Quantification of protein concentration by the Bradford method in the presence of pharmaceutical polymers
Journal article, 2011
We investigated how the Bradford assay for measurements of protein released from a drug formulation may be affected by a concomitant release of a pharmaceutical polymer used to formulate the protein delivery device. The main result is that polymer-caused perturbations of the Coomassie dye absorbance at the Bradford monitoring wavelength (595 nm) can be identified and corrected by recording absorption
spectra in the region of 350–850 mm.

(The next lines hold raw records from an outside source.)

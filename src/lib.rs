//! Client-side session core for a browser-style Rust workspace.
//!
//! [`Session`] owns the event channel, the HTTP client and four models: open
//! editor tabs, the remote file tree, the interactive terminal and the
//! environment bootstrap tracker. Drive it by calling user operations and
//! [`Session::pump`] from one thread.

pub mod api;
pub mod channel;
pub mod config;
pub mod error;
pub mod file_tree;
pub mod init_tracker;
pub mod logger;
pub mod model;
pub mod session;
pub mod socket;
pub mod state_saver;
pub mod tabs;
pub mod terminal;

pub use error::{Result, SessionError};
pub use session::{Notice, NoticeLevel, Session};
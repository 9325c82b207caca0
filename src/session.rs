//! The session context: one owner for the channel, the HTTP client and the four
//! client models.
//!
//! Every mutation happens on the thread that calls [`Session::pump`] or one of
//! the user operations. Network completions arrive as messages and are applied
//! in arrival order.

use std::collections::{HashMap, VecDeque};
use std::time::{Duration, Instant};

use crate::api::{ApiReply, ApiRequest, ApiResponse, CookieJar, HttpApi, RemoteApi};
use crate::channel::{Channel, ChannelState, Connector, ServerEvent};
use crate::config::{self, ClientConfig, ClientState};
use crate::error::{Result, SessionError};
use crate::file_tree::{
    path_is_within, remote_file_name, replace_path_prefix, FileTree, LoadApplied, ToggleEffect,
    TreeChange,
};
use crate::init_tracker::{InitState, InitTracker, ProgressEffect};
use crate::model::{EntryKind, LoginRequest, RegisterRequest, RunOutcome, SystemInfo, UserInfo};
use crate::socket::WsConnector;
use crate::state_saver::AsyncStateSaver;
use crate::tabs::{CloseOutcome, OpenAction, TabId, TabManager};
use crate::terminal::{InputFailure, SendOutcome, TerminalController};

#[derive(Clone, Copy, Debug, PartialEq, Eq)]
pub enum NoticeLevel {
    Info,
    Success,
    Error,
}

/// A short user-facing message.
#[derive(Clone, Debug, PartialEq, Eq)]
pub struct Notice {
    pub level: NoticeLevel,
    pub message: String,
    pub posted_at: Instant,
}

#[derive(Debug)]
enum Pending {
    CheckAuth,
    Login,
    Register,
    Logout,
    TreeLoad { seq: u64 },
    Open { path: String, name: String },
    Save {
        tab: TabId,
        content: String,
        then_run: Option<String>,
    },
    Mutation(TreeChange),
    Run,
    SystemInfo,
}

pub struct Session {
    config: ClientConfig,
    channel: Channel,
    api: Box<dyn RemoteApi>,
    cookies: CookieJar,
    tabs: TabManager,
    tree: FileTree,
    terminal: TerminalController,
    init: InitTracker,
    notices: VecDeque<Notice>,
    user: Option<UserInfo>,
    scratch_buffer: Option<String>,
    saver: Option<AsyncStateSaver>,
    pending: HashMap<u64, Pending>,
    last_run: Option<RunOutcome>,
    last_system_info: Option<SystemInfo>,
}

The pharmaceutical polymers Carbopol and chitosan illustrate two potential types of perturbations in the Bradford assay, whereas the third polymer, hydroxypropylmethylcellulose (HPMC), acts as a nonperturbing control. Carbopol increases the apparent absorbance at 595 nm because the polymer aggregates at the low pH of the Bradford protocol, causing a turbidity contribution that can be corrected quantitatively at 595 nm by measuring the sample absorbance at 850 nm outside the dye absorption band. Chitosan is a cationic polymer under Bradford conditions and interacts directly with the anionic Coomassie dye and perturbs its absorption spectrum, including 595 nm. In this case, the Bradford method remains useful if the polymer concentration is known but should be used with caution in release studies where the polymer concentration may vary and needs to be measured independently.